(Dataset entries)
* * * *

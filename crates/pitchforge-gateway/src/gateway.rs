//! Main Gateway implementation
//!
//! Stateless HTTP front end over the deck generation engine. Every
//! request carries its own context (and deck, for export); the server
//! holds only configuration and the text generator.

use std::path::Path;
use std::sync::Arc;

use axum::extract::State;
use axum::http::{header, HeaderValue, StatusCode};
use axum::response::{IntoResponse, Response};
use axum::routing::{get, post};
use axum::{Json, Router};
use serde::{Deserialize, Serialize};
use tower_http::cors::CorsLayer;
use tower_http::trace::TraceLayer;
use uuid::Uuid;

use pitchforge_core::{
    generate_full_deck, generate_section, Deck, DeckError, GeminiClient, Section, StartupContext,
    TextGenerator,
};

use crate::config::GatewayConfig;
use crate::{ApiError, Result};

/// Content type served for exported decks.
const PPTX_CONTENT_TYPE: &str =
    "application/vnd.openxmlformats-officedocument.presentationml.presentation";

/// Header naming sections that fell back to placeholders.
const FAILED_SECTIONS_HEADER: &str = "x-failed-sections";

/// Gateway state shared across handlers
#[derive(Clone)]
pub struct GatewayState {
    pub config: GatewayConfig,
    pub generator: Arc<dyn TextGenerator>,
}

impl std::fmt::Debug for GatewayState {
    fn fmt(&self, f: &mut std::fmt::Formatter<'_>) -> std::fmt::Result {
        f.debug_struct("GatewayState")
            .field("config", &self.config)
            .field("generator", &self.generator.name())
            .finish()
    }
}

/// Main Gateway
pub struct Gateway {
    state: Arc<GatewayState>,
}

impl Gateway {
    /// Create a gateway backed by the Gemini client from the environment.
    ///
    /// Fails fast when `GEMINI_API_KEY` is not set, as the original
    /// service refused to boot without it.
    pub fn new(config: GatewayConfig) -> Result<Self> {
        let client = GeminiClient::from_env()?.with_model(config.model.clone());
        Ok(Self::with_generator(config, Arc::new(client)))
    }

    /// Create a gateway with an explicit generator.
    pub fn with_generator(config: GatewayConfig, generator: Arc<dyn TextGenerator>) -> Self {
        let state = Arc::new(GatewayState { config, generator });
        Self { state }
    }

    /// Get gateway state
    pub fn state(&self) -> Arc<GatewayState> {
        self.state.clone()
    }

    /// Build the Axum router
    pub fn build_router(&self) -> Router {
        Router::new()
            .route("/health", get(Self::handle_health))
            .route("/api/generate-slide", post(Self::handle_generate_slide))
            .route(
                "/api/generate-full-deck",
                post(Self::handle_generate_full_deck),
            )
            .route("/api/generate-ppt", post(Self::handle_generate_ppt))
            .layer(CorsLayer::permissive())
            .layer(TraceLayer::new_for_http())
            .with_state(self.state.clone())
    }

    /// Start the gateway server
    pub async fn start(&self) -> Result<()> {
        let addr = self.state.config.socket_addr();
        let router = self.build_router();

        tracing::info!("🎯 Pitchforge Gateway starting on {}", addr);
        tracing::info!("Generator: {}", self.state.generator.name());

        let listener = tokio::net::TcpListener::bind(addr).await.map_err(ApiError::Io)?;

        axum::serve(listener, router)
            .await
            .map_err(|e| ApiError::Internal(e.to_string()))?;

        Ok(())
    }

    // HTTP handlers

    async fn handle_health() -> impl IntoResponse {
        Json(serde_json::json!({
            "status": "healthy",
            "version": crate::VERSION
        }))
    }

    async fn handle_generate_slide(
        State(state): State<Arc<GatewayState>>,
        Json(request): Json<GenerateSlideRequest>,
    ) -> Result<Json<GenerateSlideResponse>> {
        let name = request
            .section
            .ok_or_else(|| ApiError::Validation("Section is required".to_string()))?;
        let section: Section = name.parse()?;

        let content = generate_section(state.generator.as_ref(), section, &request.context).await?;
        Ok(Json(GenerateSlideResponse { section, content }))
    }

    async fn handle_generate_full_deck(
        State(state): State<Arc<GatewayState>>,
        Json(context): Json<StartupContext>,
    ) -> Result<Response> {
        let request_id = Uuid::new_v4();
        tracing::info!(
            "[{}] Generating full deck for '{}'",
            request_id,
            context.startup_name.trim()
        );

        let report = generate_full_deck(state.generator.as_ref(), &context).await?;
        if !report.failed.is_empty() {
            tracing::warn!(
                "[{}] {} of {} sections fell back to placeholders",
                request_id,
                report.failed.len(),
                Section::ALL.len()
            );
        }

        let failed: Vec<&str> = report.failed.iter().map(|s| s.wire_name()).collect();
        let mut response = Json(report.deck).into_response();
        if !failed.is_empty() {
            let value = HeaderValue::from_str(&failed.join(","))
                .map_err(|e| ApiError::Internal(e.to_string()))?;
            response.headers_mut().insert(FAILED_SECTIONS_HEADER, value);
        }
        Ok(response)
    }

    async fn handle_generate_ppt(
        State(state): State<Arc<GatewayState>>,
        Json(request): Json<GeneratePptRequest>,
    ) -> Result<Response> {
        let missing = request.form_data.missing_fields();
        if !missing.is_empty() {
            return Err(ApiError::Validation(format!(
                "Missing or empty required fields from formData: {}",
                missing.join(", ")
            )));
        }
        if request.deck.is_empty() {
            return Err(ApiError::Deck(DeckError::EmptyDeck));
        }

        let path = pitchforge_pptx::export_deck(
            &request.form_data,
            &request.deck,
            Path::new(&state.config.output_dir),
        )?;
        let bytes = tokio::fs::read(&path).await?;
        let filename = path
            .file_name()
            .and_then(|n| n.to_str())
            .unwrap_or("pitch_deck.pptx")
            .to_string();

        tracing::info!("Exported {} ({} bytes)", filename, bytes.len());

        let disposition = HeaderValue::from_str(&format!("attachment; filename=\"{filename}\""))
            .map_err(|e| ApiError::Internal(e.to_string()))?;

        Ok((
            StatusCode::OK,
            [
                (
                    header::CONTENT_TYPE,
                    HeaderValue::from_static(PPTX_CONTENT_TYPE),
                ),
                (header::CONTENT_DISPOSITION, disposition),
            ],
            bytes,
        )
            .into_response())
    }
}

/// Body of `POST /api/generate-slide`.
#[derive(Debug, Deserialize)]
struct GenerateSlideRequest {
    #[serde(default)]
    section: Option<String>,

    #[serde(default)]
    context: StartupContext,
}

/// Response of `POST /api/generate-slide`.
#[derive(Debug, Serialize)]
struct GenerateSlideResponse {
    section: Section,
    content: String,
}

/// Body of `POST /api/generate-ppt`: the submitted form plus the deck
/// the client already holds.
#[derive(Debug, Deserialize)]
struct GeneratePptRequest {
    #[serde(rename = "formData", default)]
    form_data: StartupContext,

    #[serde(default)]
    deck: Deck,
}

* * * *

### WORK INSTRUCTIONS
From the entries above, copy every line where the word "derive" shows up.

### OUTPUT FOR THIS TASK
#[derive(Clone)]
#[derive(Debug, Deserialize)]
#[derive(Debug, Serialize)]
#[derive(Debug, Deserialize)]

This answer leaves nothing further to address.